**DATA FOR REVIEW:**
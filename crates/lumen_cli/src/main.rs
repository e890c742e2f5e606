use anyhow::{bail, Context, Result};
use clap::Parser;
use lumen_core::builtin::{self, BUILTIN_SCENES};
use lumen_core::{load_scene, RenderSettings, SceneDescription};
use lumen_renderer::{
    render, render_serial, save, worker_count, write_ppm, Camera, ImageBuffer, Scene,
};
use std::io::{BufWriter, Write};
use std::path::{Path, PathBuf};

/// Render a sphere scene with a CPU path tracer.
#[derive(Parser, Debug)]
#[command(name = "lumen", version)]
struct Args {
    /// Built-in scene name or path to a scene JSON file
    #[arg(long, default_value = "random-spheres")]
    scene: String,

    /// Width of the rendered image
    #[arg(short = 'w', long)]
    width: Option<u32>,

    /// Aspect ratio as `W:H` or a number
    #[arg(long, value_parser = parse_aspect)]
    aspect: Option<f32>,

    /// Number of samples per pixel
    #[arg(short = 's', long)]
    samples: Option<u32>,

    /// Maximum ray bounce depth
    #[arg(short = 'd', long)]
    max_depth: Option<u32>,

    /// Master random seed
    #[arg(long)]
    seed: Option<u64>,

    /// Worker threads (defaults to all logical cores)
    #[arg(short = 'j', long)]
    threads: Option<usize>,

    /// Output image; `.png` writes PNG, `-` writes PPM to stdout
    #[arg(short = 'o', long, default_value = "image.ppm")]
    output: PathBuf,

    /// Write the resolved scene as JSON and exit without rendering
    #[arg(long)]
    dump_scene: Option<PathBuf>,

    /// Render the bands one after another on the main thread
    #[arg(long)]
    serial: bool,
}

/// Parse `16:9` style ratios or a plain number.
fn parse_aspect(s: &str) -> Result<f32, String> {
    let ratio = match s.split_once(':') {
        Some((w, h)) => {
            let w: f32 = w.trim().parse().map_err(|_| format!("bad width in '{}'", s))?;
            let h: f32 = h.trim().parse().map_err(|_| format!("bad height in '{}'", s))?;
            w / h
        }
        None => s.trim().parse().map_err(|_| format!("'{}' is not a ratio", s))?,
    };

    if ratio.is_finite() && ratio > 0.0 {
        Ok(ratio)
    } else {
        Err(format!("aspect ratio '{}' must be positive", s))
    }
}

impl Args {
    /// Scene settings (or defaults) with command line overrides applied.
    fn settings(&self, scene: &SceneDescription) -> RenderSettings {
        let mut settings = scene.settings.clone().unwrap_or_default();

        if let Some(width) = self.width {
            settings.image_width = width;
        }
        if let Some(aspect) = self.aspect {
            settings.aspect_ratio = aspect;
        }
        if let Some(samples) = self.samples {
            settings.samples_per_pixel = samples;
        }
        if let Some(max_depth) = self.max_depth {
            settings.max_depth = max_depth;
        }
        if let Some(seed) = self.seed {
            settings.seed = seed;
        }
        if let Some(threads) = self.threads {
            settings.threads = Some(threads);
        }

        settings
    }
}

fn load(name: &str, seed: u64) -> Result<SceneDescription> {
    if let Some(scene) = builtin::builtin(name, seed) {
        log::info!("Using built-in scene '{}'", name);
        return Ok(scene);
    }

    let path = PathBuf::from(name);
    if !path.exists() {
        bail!(
            "'{}' is neither a scene file nor a built-in scene ({})",
            name,
            BUILTIN_SCENES.join(", ")
        );
    }
    load_scene(&path).with_context(|| format!("Failed to load scene {}", path.display()))
}

/// Render on the worker pool, or band by band on this thread when `serial`.
///
/// Both paths split the image into the same bands, so they produce the
/// same image.
fn render_image(
    camera: &Camera,
    world: &Scene,
    settings: &RenderSettings,
    serial: bool,
) -> Result<ImageBuffer> {
    let image = if serial {
        render_serial(camera, world, settings, worker_count(settings))?
    } else {
        render(camera, world, settings)?
    };
    Ok(image)
}

fn write_output(image: &ImageBuffer, output: &Path) -> Result<()> {
    if output.as_os_str() == "-" {
        let stdout = std::io::stdout();
        let mut writer = BufWriter::new(stdout.lock());
        write_ppm(image, &mut writer).context("Failed to write image to stdout")?;
        writer.flush()?;
        return Ok(());
    }

    save(image, output).with_context(|| format!("Failed to save {}", output.display()))
}

fn main() -> Result<()> {
    env_logger::Builder::new()
        .filter_level(log::LevelFilter::Info)
        .parse_default_env()
        .init();

    let args = Args::parse();

    let description = load(&args.scene, args.seed.unwrap_or_default())?;
    let settings = args.settings(&description);

    if let Some(path) = &args.dump_scene {
        let mut dumped = description.clone();
        dumped.settings = Some(settings.clone());
        let json = dumped.to_json()?;
        std::fs::write(path, json)
            .with_context(|| format!("Failed to write scene to {}", path.display()))?;
        log::info!("Wrote scene to {}", path.display());
        return Ok(());
    }

    let world = Scene::from_description(&description).context("Invalid scene")?;
    let camera = Camera::new(&description.camera, settings.aspect_ratio);

    let image = render_image(&camera, &world, &settings, args.serial)?;

    write_output(&image, &args.output)
}

#[cfg(test)]
mod tests {
    use super::*;

    #[test]
    fn test_parse_aspect() {
        assert!((parse_aspect("16:9").unwrap() - 16.0 / 9.0).abs() < 1e-6);
        assert!((parse_aspect(" 3 : 2 ").unwrap() - 1.5).abs() < 1e-6);
        assert_eq!(parse_aspect("2").unwrap(), 2.0);
        assert_eq!(parse_aspect("1.25").unwrap(), 1.25);
    }

    #[test]
    fn test_parse_aspect_rejects_garbage() {
        assert!(parse_aspect("wide").is_err());
        assert!(parse_aspect("16:").is_err());
        assert!(parse_aspect("16:0").is_err());
        assert!(parse_aspect("-1").is_err());
        assert!(parse_aspect("0").is_err());
    }

    #[test]
    fn test_cli_overrides_scene_settings() {
        let args = Args::parse_from([
            "lumen",
            "--scene",
            "three-spheres",
            "--width",
            "64",
            "--aspect",
            "2:1",
            "--samples",
            "3",
            "--threads",
            "2",
        ]);
        let mut scene = builtin::three_spheres();
        scene.settings = Some(RenderSettings::default().with_quality(500, 12).with_seed(4));

        let settings = args.settings(&scene);
        assert_eq!(settings.image_width, 64);
        assert_eq!(settings.aspect_ratio, 2.0);
        assert_eq!(settings.samples_per_pixel, 3);
        assert_eq!(settings.threads, Some(2));
        // Not given on the command line, so the scene's values stand
        assert_eq!(settings.max_depth, 12);
        assert_eq!(settings.seed, 4);
    }

    #[test]
    fn test_defaults_without_scene_settings() {
        let args = Args::parse_from(["lumen"]);
        assert_eq!(args.scene, "random-spheres");
        assert_eq!(args.output, PathBuf::from("image.ppm"));

        let settings = args.settings(&SceneDescription::default());
        assert_eq!(settings, RenderSettings::default());
    }

    #[test]
    fn test_serial_flag_renders_same_image() {
        let args = Args::parse_from([
            "lumen", "--scene", "three-spheres", "--width", "32", "--aspect", "2", "--samples",
            "4", "--seed", "99", "--serial",
        ]);
        assert!(args.serial);

        let description = load(&args.scene, 0).unwrap();
        let settings = args.settings(&description);
        // No --threads: both paths fall back to one band per core
        assert_eq!(settings.threads, None);

        let world = Scene::from_description(&description).unwrap();
        let camera = Camera::new(&description.camera, settings.aspect_ratio);

        let serial = render_image(&camera, &world, &settings, true).unwrap();
        let parallel = render_image(&camera, &world, &settings, false).unwrap();
        assert_eq!(serial, parallel);
    }

    #[test]
    fn test_load_builtin_and_missing() {
        let scene = load("single-sphere", 0).unwrap();
        assert_eq!(scene.sphere_count(), 2);

        let err = load("no-such-scene", 0).unwrap_err();
        assert!(err.to_string().contains("three-spheres"));
    }
}
//! Random sampling helpers.
//!
//! Everything takes the generator explicitly so each render band can own
//! its own stream.

use lumen_math::Vec3;
use rand::{Rng, RngCore};

/// Uniform sample in `[0, 1)`.
#[inline]
pub fn gen_f32(rng: &mut dyn RngCore) -> f32 {
    rng.gen::<f32>()
}

/// Uniform sample in `[min, max)`.
#[inline]
pub fn gen_range(rng: &mut dyn RngCore, min: f32, max: f32) -> f32 {
    min + (max - min) * gen_f32(rng)
}

/// Random point inside the unit sphere (rejection sampling).
pub fn random_in_unit_sphere(rng: &mut dyn RngCore) -> Vec3 {
    loop {
        let p = Vec3::new(
            gen_range(rng, -1.0, 1.0),
            gen_range(rng, -1.0, 1.0),
            gen_range(rng, -1.0, 1.0),
        );
        if p.length_squared() < 1.0 {
            return p;
        }
    }
}

/// Random direction uniformly distributed on the unit sphere.
pub fn random_unit_vector(rng: &mut dyn RngCore) -> Vec3 {
    loop {
        let p = random_in_unit_sphere(rng);
        let len_sq = p.length_squared();
        // Tiny vectors lose precision when normalized
        if len_sq > 1e-12 {
            return p / len_sq.sqrt();
        }
    }
}

/// Random point inside the unit disk in the xy plane.
pub fn random_in_unit_disk(rng: &mut dyn RngCore) -> Vec3 {
    loop {
        let p = Vec3::new(gen_range(rng, -1.0, 1.0), gen_range(rng, -1.0, 1.0), 0.0);
        if p.length_squared() < 1.0 {
            return p;
        }
    }
}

**ABOUT THIS TASK:** Before answering, count every line of the records that contains "dumped"; the answer is that number and nothing more.

**TASK OUTPUT:** 3